Veterinarians, Biomedical Scientists, and Physicians: Shared Leadership in One Health
A patient with a urinary tract infection no longer responds to first-line antibiotics. Similarly, in a nearby poultry farm, treatment failures are rising despite routine antimicrobial use. Subsequently, resistant bacteria are detected in surrounding water sources. This is a real-world catastrophic situation. At first glance, these may appear to be isolated incidents-clinical, agricultural, environmental. Yet they are deeply interconnected signals of a single, escalating global crisis: antimicrobial resistance (AMR). Taken together, this pattern points to a critical failure of coordination across sectors. The work we do at the Coalition for Global Health Innovation is to break down precisely these silos between human, animal, and environmental health systems.
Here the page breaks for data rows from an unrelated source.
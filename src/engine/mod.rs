//! Engine adapters.
//!
//! One adapter per supported engine, all implementing [`EngineConnection`].
//! Each adapter knows how to open its engine and how to translate raw SQL
//! plus optional bound parameters into a normalized [`StatementOutcome`],
//! using that engine's native success/error signaling convention. Native
//! errors never cross the execute boundary.

pub mod clickhouse;
pub mod duckdb;
pub mod postgres;
pub mod sqlite;

pub use clickhouse::ClickHouseEngine;
pub use duckdb::DuckDbEngine;
pub use postgres::PostgresEngine;
pub use sqlite::SqliteEngine;

use async_trait::async_trait;

use crate::outcome::StatementOutcome;
use crate::row::Value;
use crate::types::EngineKind;

/// Capability interface over one opened engine connection.
///
/// An implementation is selected once, at detection time, and stored on the
/// `Database` handle; dispatch is never re-decided per statement.
#[async_trait]
pub trait EngineConnection: Send + Sync {
    /// The concrete engine behind this connection.
    fn kind(&self) -> EngineKind;

    /// Execute one statement and report its normalized outcome.
    ///
    /// `bindings` are positional parameters for `?` placeholders. Engines
    /// without native parameter binding receive them embedded into the SQL
    /// text by their adapter. Failures are reported through the outcome's
    /// error field; this method never panics across the boundary and never
    /// returns a driver error directly.
    async fn execute(&self, sql: &str, bindings: &[Value]) -> StatementOutcome;

    /// Lightweight health probe against the open connection.
    async fn ping(&self) -> bool;
}

/// Check whether the statement is a read (`SELECT ...` prefix, case-insensitive).
pub(crate) fn is_select(sql: &str) -> bool {
    let trimmed = sql.trim_start().as_bytes();
    trimmed.len() > 6
        && trimmed[..6].eq_ignore_ascii_case(b"select")
        && trimmed[6].is_ascii_whitespace()
}

/// Embed positional bindings into the SQL text, for engines without native
/// parameter substitution. Placeholders inside string literals are left alone.
pub(crate) fn substitute_placeholders(sql: &str, bindings: &[Value]) -> String {
    if bindings.is_empty() {
        return sql.to_string();
    }

    let mut out = String::with_capacity(sql.len());
    let mut next = bindings.iter();
    let mut in_string = false;
    for ch in sql.chars() {
        match ch {
            '\'' => {
                in_string = !in_string;
                out.push(ch);
            }
            '?' if !in_string => match next.next() {
                Some(value) => out.push_str(&crate::sql::literal(value)),
                None => out.push(ch),
            },
            _ => out.push(ch),
        }
    }
    out
}

/// Rewrite `?` placeholders to numbered `$1..$n` form for PostgreSQL.
pub(crate) fn number_placeholders(sql: &str) -> String {
    let mut out = String::with_capacity(sql.len() + 8);
    let mut index = 0usize;
    let mut in_string = false;
    for ch in sql.chars() {
        match ch {
            '\'' => {
                in_string = !in_string;
                out.push(ch);
            }
            '?' if !in_string => {
                index += 1;
                out.push('$');
                out.push_str(&index.to_string());
            }
            _ => out.push(ch),
        }
    }
    out
}

#[cfg(test)]
mod tests {
    use super::*;

    #[test]
    fn test_is_select() {
        assert!(is_select("SELECT * FROM items"));
        assert!(is_select("select id from items"));
        assert!(is_select("  SELECT 1 "));
        assert!(is_select("SeLeCt\t1"));

        assert!(!is_select("INSERT INTO items VALUES (1)"));
        assert!(!is_select("UPDATE items SET x = 1"));
        assert!(!is_select("CREATE TABLE items (id INTEGER)"));
        assert!(!is_select("select"));
        assert!(!is_select("selection of items"));
    }

    #[test]
    fn test_substitute_placeholders() {
        let sql = substitute_placeholders(
            "INSERT INTO t (a, b) VALUES (?, ?)",
            &[Value::Int64(1), Value::Text("x".to_string())],
        );
        assert_eq!(sql, "INSERT INTO t (a, b) VALUES (1, 'x')");
    }

    #[test]
    fn test_substitute_skips_quoted_question_marks() {
        let sql = substitute_placeholders(
            "SELECT * FROM t WHERE a = '?' AND b = ?",
            &[Value::Int64(7)],
        );
        assert_eq!(sql, "SELECT * FROM t WHERE a = '?' AND b = 7");
    }

    #[test]
    fn test_substitute_leaves_unmatched_placeholders() {
        let sql = substitute_placeholders("VALUES (?, ?)", &[Value::Int64(1)]);
        assert_eq!(sql, "VALUES (1, ?)");
    }

    #[test]
    fn test_number_placeholders() {
        assert_eq!(
            number_placeholders("SELECT * FROM t WHERE a = ? AND b = ?"),
            "SELECT * FROM t WHERE a = $1 AND b = $2"
        );
        assert_eq!(
            number_placeholders("SELECT '?' , ?"),
            "SELECT '?' , $1"
        );
    }
}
Antimicrobial resistance occurs when microorganisms evolve mechanisms that enable them to survive exposure to drugs designed to eliminate them, allowing resistant strains to persist, multiply, and spread across species and ecosystems (McEwen & Collignon, 2018). AMR exemplifies the need for a common, integrated health system that encompasses all three spheres of human, animal, and environmental health. Veterinarians, biomedical scientists, and physicians stand at different yet interconnected points in the integrated health system for disease detection, antimicrobial stewardship, surveillance, research, and policy implementation. In this article, we explore how these three professions collectively shape and strengthen the One Health movement.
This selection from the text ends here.